- [Task goal] Set down the lines below exactly as they stand, please. Go from the first through the one containing "when the selection".

- [Data for processing]
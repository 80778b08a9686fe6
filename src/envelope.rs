//! The requirements aggregator: pure reduction of a selection against the
//! catalog into the habitat envelope the whole group must share.

use std::collections::HashSet;
use std::fmt;

use serde::{Deserialize, Serialize};

use crate::catalog::{AreaKind, Barrier, Catalog, Range, SpeciesRecord, Tag, TerrainKind};
use crate::selection::{Selection, SelectionEntry};

/// An intersected `{min, max}` band. Both ends are `None` when the selection
/// is empty. `min > max` is a representable "no match" condition, not an
/// error; rendering decides how to show it.
#[derive(Debug, Clone, Copy, Default, PartialEq, Serialize, Deserialize)]
pub struct Band {
    pub min: Option<f64>,
    pub max: Option<f64>,
}

impl Band {
    pub fn of(min: f64, max: f64) -> Self {
        Self {
            min: Some(min),
            max: Some(max),
        }
    }

    pub fn is_unset(&self) -> bool {
        self.min.is_none() || self.max.is_none()
    }

    pub fn is_conflict(&self) -> bool {
        matches!((self.min, self.max), (Some(min), Some(max)) if min > max)
    }
}

impl fmt::Display for Band {
    fn fmt(&self, f: &mut fmt::Formatter<'_>) -> fmt::Result {
        match (self.min, self.max) {
            (Some(min), Some(max)) if min > max => write!(f, "No Match"),
            (Some(min), Some(max)) => write!(f, "{min} to {max}"),
            _ => Ok(()),
        }
    }
}

#[derive(Debug, Clone, Copy, Default, PartialEq, Serialize, Deserialize)]
pub struct TerrainBands {
    pub short_grass: Band,
    pub long_grass: Band,
    pub soil: Band,
    pub rock: Band,
    pub sand: Band,
    pub snow: Band,
}

impl TerrainBands {
    pub fn get(&self, kind: TerrainKind) -> Band {
        match kind {
            TerrainKind::ShortGrass => self.short_grass,
            TerrainKind::LongGrass => self.long_grass,
            TerrainKind::Soil => self.soil,
            TerrainKind::Rock => self.rock,
            TerrainKind::Sand => self.sand,
            TerrainKind::Snow => self.snow,
        }
    }

    fn set(&mut self, kind: TerrainKind, band: Band) {
        match kind {
            TerrainKind::ShortGrass => self.short_grass = band,
            TerrainKind::LongGrass => self.long_grass = band,
            TerrainKind::Soil => self.soil = band,
            TerrainKind::Rock => self.rock = band,
            TerrainKind::Sand => self.sand = band,
            TerrainKind::Snow => self.snow = band,
        }
    }

    /// Sum of the intersected minimums across all six kinds. Over 100 the
    /// combination is infeasible: no percentage split satisfies everyone.
    pub fn minimum_total(&self) -> f64 {
        TerrainKind::ALL
            .iter()
            .filter_map(|kind| self.get(*kind).min)
            .sum()
    }
}

#[derive(Debug, Clone, Copy, Default, PartialEq, Eq, Serialize, Deserialize)]
pub struct AreaTotals {
    pub land: u64,
    pub climbing: u64,
    pub water: u64,
    pub deep_water: u64,
}

impl AreaTotals {
    pub fn get(&self, kind: AreaKind) -> u64 {
        match kind {
            AreaKind::Land => self.land,
            AreaKind::Climbing => self.climbing,
            AreaKind::Water => self.water,
            AreaKind::DeepWater => self.deep_water,
        }
    }

    fn set(&mut self, kind: AreaKind, value: u64) {
        match kind {
            AreaKind::Land => self.land = value,
            AreaKind::Climbing => self.climbing = value,
            AreaKind::Water => self.water = value,
            AreaKind::DeepWater => self.deep_water = value,
        }
    }
}

/// The aggregated habitat requirement, rebuilt from scratch on every call.
/// Infeasibility lives inside it as data; there is no error path.
#[derive(Debug, Clone, Default, PartialEq, Serialize, Deserialize)]
pub struct HabitatEnvelope {
    pub temperature: Band,
    pub humidity: Band,
    pub plant_coverage: Band,
    pub terrain: TerrainBands,
    pub terrain_overcommitted: bool,
    pub areas: AreaTotals,
    pub continents: Vec<Tag>,
    pub biomes: Vec<Tag>,
    pub barrier: Barrier,
    pub food_cost: f64,
}

/// Reduces the current selection into its habitat envelope. Entries naming a
/// species missing from the catalog are skipped; an empty (or fully skipped)
/// selection yields unset bands and zero totals.
pub fn aggregate(catalog: &Catalog, selection: &Selection) -> HabitatEnvelope {
    let resolved = selection.resolve(catalog);
    let species = distinct_species(&resolved);

    let mut envelope = HabitatEnvelope {
        temperature: intersect(&species, |record| record.temperature),
        humidity: intersect(&species, |record| record.humidity),
        plant_coverage: intersect(&species, |record| record.plant_coverage),
        ..HabitatEnvelope::default()
    };

    for kind in TerrainKind::ALL {
        let band = intersect(&species, |record| record.terrain.get(kind));
        envelope.terrain.set(kind, band);
    }
    envelope.terrain_overcommitted = envelope.terrain.minimum_total() > 100.0;

    for kind in AreaKind::ALL {
        envelope.areas.set(kind, area_requirement(&resolved, kind));
    }

    envelope.continents = intersect_tags(&species, |record| record.continents.as_slice());
    envelope.biomes = intersect_tags(&species, |record| record.biomes.as_slice());
    envelope.barrier = barrier_requirement(&species);
    envelope.food_cost = total_food_cost(&resolved);

    envelope
}

/// Species present in the selection, one per name regardless of population.
fn distinct_species<'a>(
    resolved: &[(&'a SelectionEntry, &'a SpeciesRecord)],
) -> Vec<&'a SpeciesRecord> {
    let mut seen = HashSet::new();
    resolved
        .iter()
        .filter(|(_, record)| seen.insert(record.name.as_str()))
        .map(|(_, record)| *record)
        .collect()
}

/// `{max of mins, min of maxes}` across the given species. The tightest
/// shared band; empty input gives an unset band.
fn intersect(species: &[&SpeciesRecord], pick: impl Fn(&SpeciesRecord) -> Range) -> Band {
    let mut result = Band::default();
    for record in species {
        let range = pick(record);
        result.min = Some(result.min.map_or(range.min, |min: f64| min.max(range.min)));
        result.max = Some(result.max.map_or(range.max, |max: f64| max.min(range.max)));
    }
    result
}

/// One shared enclosure is sized for its most demanding occupant: the
/// per-kind requirement is the maximum across species, not a sum.
fn area_requirement(resolved: &[(&SelectionEntry, &SpeciesRecord)], kind: AreaKind) -> u64 {
    let mut needed: f64 = 0.0;
    for (entry, record) in resolved {
        let adults = entry.total_adults();
        if adults == 0 {
            continue;
        }
        let area = record.area(kind);
        let required = area.minimum
            + f64::from(adults - 1) * area.per_additional_adult
            + f64::from(entry.juveniles) * area.per_additional_juvenile;
        needed = needed.max(required);
    }
    needed.ceil() as u64
}

/// A tag survives only when every species carries one of the same name.
fn intersect_tags(
    species: &[&SpeciesRecord],
    pick: impl Fn(&SpeciesRecord) -> &[Tag],
) -> Vec<Tag> {
    let Some((first, rest)) = species.split_first() else {
        return Vec::new();
    };
    pick(first)
        .iter()
        .filter(|tag| {
            rest.iter()
                .all(|record| pick(record).iter().any(|other| other.name == tag.name))
        })
        .cloned()
        .collect()
}

/// The strictest requirement governs a shared enclosure.
fn barrier_requirement(species: &[&SpeciesRecord]) -> Barrier {
    species.iter().fold(Barrier::default(), |acc, record| Barrier {
        grade: acc.grade.max(record.barrier.grade),
        height: acc.height.max(record.barrier.height),
        climb_proof: acc.climb_proof || record.barrier.climb_proof,
    })
}

fn total_food_cost(resolved: &[(&SelectionEntry, &SpeciesRecord)]) -> f64 {
    resolved
        .iter()
        .map(|(entry, record)| {
            let cost = record.food_cost(entry.food_grade);
            f64::from(entry.total_adults()) * cost.adult
                + f64::from(entry.juveniles) * cost.juvenile
        })
        .sum()
}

- [Answer to the exercise]
repository 80778b08a9686fe6
filename src/envelope.rs
//! The requirements aggregator: pure reduction of a selection against the
//! catalog into the habitat envelope the whole group must share.

use std::collections::HashSet;
use std::fmt;

use serde::{Deserialize, Serialize};

use crate::catalog::{AreaKind, Barrier, Catalog, Range, SpeciesRecord, Tag, TerrainKind};
use crate::selection::{Selection, SelectionEntry};

/// An intersected `{min, max}` band. Both ends are `None` when the selection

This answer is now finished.